(Exercise data begins)

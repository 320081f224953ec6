use std::io::IsTerminal;

use clap::Parser;
use miette::{IntoDiagnostic, Result};
use tracing::level_filters::LevelFilter;
use tracing_subscriber::{layer::SubscriberExt, util::SubscriberInitExt, EnvFilter};

#[derive(Parser)]
#[command(version, about, long_about = None)]
#[command(propagate_version = true)]
struct Cli {
    #[command(subcommand)]
    command: rgss::commands::Commands,
}

fn main() -> Result<()> {
    better_panic::install();

    let cli = Cli::parse();

    tracing_subscriber::registry()
        .with(
            tracing_subscriber::fmt::layer()
                .with_ansi(std::io::stdout().is_terminal())
                .with_file(true)
                .with_line_number(true)
                .with_target(false)
                .without_time()
                .compact(),
        )
        .with(
            EnvFilter::builder()
                .with_default_directive(LevelFilter::INFO.into())
                .from_env_lossy(),
        )
        .try_init()
        .into_diagnostic()?;

    cli.command.handle()
}
//! # Database Error Types
//!
//! Error types for database operations.
//!
//! ## Error Flow
//! ```text
//! ┌─────────────────────────────────────────────────────────────────────────┐
//! │                    Error Propagation                                    │
//! │                                                                         │
//! │  SQLite Error (sqlx::Error)                                            │
//! │       │                                                                 │
//! │       ▼                                                                 │
//! │  DbError (this module) ← Adds context and categorization               │
//! │       │                                                                 │
//! │       ▼                                                                 │
//! │  SyncError (solace-sync) ← What the embedding app sees                 │
//! │                                                                         │
//! │  CorruptRecord is special: for the vault table it means "fail closed   │
//! │  to the no-vault state", never "guess at the contents".                │
//! └─────────────────────────────────────────────────────────────────────────┘
//! ```

use thiserror::Error;

/// Database operation errors.
#[derive(Debug, Error)]
pub enum DbError {
    /// Entity not found in database.
    #[error("{entity} not found: {id}")]
    NotFound { entity: String, id: String },

    /// A stored row failed to decode into its domain type.
    ///
    /// ## When This Occurs
    /// - Malformed timestamp or kind string written by a broken build
    /// - Bit rot / partial write that slipped past SQLite's own checks
    #[error("Corrupt record in {table}: {reason}")]
    CorruptRecord { table: String, reason: String },

    /// Database connection failed.
    #[error("Connection failed: {0}")]
    ConnectionFailed(String),

    /// Migration failed.
    #[error("Migration failed: {0}")]
    MigrationFailed(String),

    /// Query execution failed.
    #[error("Query failed: {0}")]
    QueryFailed(String),

    /// Pool exhausted (all connections in use).
    #[error("Connection pool exhausted")]
    PoolExhausted,

    /// Internal database error.
    #[error("Internal database error: {0}")]
    Internal(String),
}

impl DbError {
    /// Creates a CorruptRecord error.
    pub fn corrupt(table: impl Into<String>, reason: impl Into<String>) -> Self {
        DbError::CorruptRecord {
            table: table.into(),
            reason: reason.into(),
        }
    }
}

/// Convert sqlx errors to DbError.
///
/// ## Error Mapping
/// ```text
/// sqlx::Error::RowNotFound     → DbError::NotFound
/// sqlx::Error::ColumnDecode    → DbError::CorruptRecord
/// sqlx::Error::PoolTimedOut    → DbError::PoolExhausted
/// Other                        → DbError::QueryFailed / Internal
/// ```
impl From<sqlx::Error> for DbError {
    fn from(err: sqlx::Error) -> Self {
        match err {
            sqlx::Error::RowNotFound => DbError::NotFound {
                entity: "Record".to_string(),
                id: "unknown".to_string(),
            },

            sqlx::Error::ColumnDecode { index, source } => DbError::CorruptRecord {
                table: "unknown".to_string(),
                reason: format!("column {index}: {source}"),
            },

            sqlx::Error::Decode(source) => DbError::CorruptRecord {
                table: "unknown".to_string(),
                reason: source.to_string(),
            },

            sqlx::Error::Database(db_err) => DbError::QueryFailed(db_err.message().to_string()),

            sqlx::Error::PoolTimedOut => DbError::PoolExhausted,

            sqlx::Error::PoolClosed => DbError::ConnectionFailed("Pool is closed".to_string()),

            _ => DbError::Internal(err.to_string()),
        }
    }
}

impl From<sqlx::migrate::MigrateError> for DbError {
    fn from(err: sqlx::migrate::MigrateError) -> Self {
        DbError::MigrationFailed(err.to_string())
    }
}

/// Result type for database operations.
pub type DbResult<T> = Result<T, DbError>;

(Exercise data ends)

### Task statement
Transcribe every record exactly, keeping each line as it is.

### Problem solution
repository 320081f224953ec6
use std::io::IsTerminal;

use clap::Parser;
use miette::{IntoDiagnostic, Result};
use tracing::level_filters::LevelFilter;
use tracing_subscriber::{layer::SubscriberExt, util::SubscriberInitExt, EnvFilter};

#[derive(Parser)]
#[command(version, about, long_about = None)]
#[command(propagate_version = true)]
struct Cli {
    #[command(subcommand)]
    command: rgss::commands::Commands,
}

fn main() -> Result<()> {
    better_panic::install();

    let cli = Cli::parse();

    tracing_subscriber::registry()
        .with(
            tracing_subscriber::fmt::layer()
                .with_ansi(std::io::stdout().is_terminal())
                .with_file(true)
                .with_line_number(true)
                .with_target(false)
                .without_time()
                .compact(),
        )
        .with(
            EnvFilter::builder()
                .with_default_directive(LevelFilter::INFO.into())
                .from_env_lossy(),
        )
        .try_init()
        .into_diagnostic()?;

    cli.command.handle()
}
//! # Database Error Types
//!
//! Error types for database operations.
//!
//! ## Error Flow
//! ```text
//! ┌─────────────────────────────────────────────────────────────────────────┐
//! │                    Error Propagation                                    │
//! │                                                                         │
//! │  SQLite Error (sqlx::Error)                                            │
//! │       │                                                                 │
//! │       ▼                                                                 │
//! │  DbError (this module) ← Adds context and categorization               │
//! │       │                                                                 │
//! │       ▼                                                                 │
//! │  SyncError (solace-sync) ← What the embedding app sees                 │
//! │                                                                         │
//! │  CorruptRecord is special: for the vault table it means "fail closed   │
//! │  to the no-vault state", never "guess at the contents".                │
//! └─────────────────────────────────────────────────────────────────────────┘
//! ```

use thiserror::Error;

/// Database operation errors.
#[derive(Debug, Error)]
pub enum DbError {
    /// Entity not found in database.
    #[error("{entity} not found: {id}")]
    NotFound { entity: String, id: String },

    /// A stored row failed to decode into its domain type.
    ///
    /// ## When This Occurs
    /// - Malformed timestamp or kind string written by a broken build
    /// - Bit rot / partial write that slipped past SQLite's own checks
    #[error("Corrupt record in {table}: {reason}")]
    CorruptRecord { table: String, reason: String },

    /// Database connection failed.
    #[error("Connection failed: {0}")]
    ConnectionFailed(String),

    /// Migration failed.
    #[error("Migration failed: {0}")]
    MigrationFailed(String),

    /// Query execution failed.
    #[error("Query failed: {0}")]
    QueryFailed(String),

    /// Pool exhausted (all connections in use).
    #[error("Connection pool exhausted")]
    PoolExhausted,

    /// Internal database error.
    #[error("Internal database error: {0}")]
    Internal(String),
}

impl DbError {
    /// Creates a CorruptRecord error.
    pub fn corrupt(table: impl Into<String>, reason: impl Into<String>) -> Self {
        DbError::CorruptRecord {
            table: table.into(),
            reason: reason.into(),
        }
    }
}

/// Convert sqlx errors to DbError.
///
/// ## Error Mapping
/// ```text
/// sqlx::Error::RowNotFound     → DbError::NotFound
/// sqlx::Error::ColumnDecode    → DbError::CorruptRecord
/// sqlx::Error::PoolTimedOut    → DbError::PoolExhausted
/// Other                        → DbError::QueryFailed / Internal
/// ```
impl From<sqlx::Error> for DbError {
    fn from(err: sqlx::Error) -> Self {
        match err {
            sqlx::Error::RowNotFound => DbError::NotFound {
                entity: "Record".to_string(),
                id: "unknown".to_string(),
            },

            sqlx::Error::ColumnDecode { index, source } => DbError::CorruptRecord {
                table: "unknown".to_string(),
                reason: format!("column {index}: {source}"),
            },

            sqlx::Error::Decode(source) => DbError::CorruptRecord {
                table: "unknown".to_string(),
                reason: source.to_string(),
            },

            sqlx::Error::Database(db_err) => DbError::QueryFailed(db_err.message().to_string()),

            sqlx::Error::PoolTimedOut => DbError::PoolExhausted,

            sqlx::Error::PoolClosed => DbError::ConnectionFailed("Pool is closed".to_string()),

            _ => DbError::Internal(err.to_string()),
        }
    }
}

impl From<sqlx::migrate::MigrateError> for DbError {
    fn from(err: sqlx::migrate::MigrateError) -> Self {
        DbError::MigrationFailed(err.to_string())
    }
}

/// Result type for database operations.
pub type DbResult<T> = Result<T, DbError>;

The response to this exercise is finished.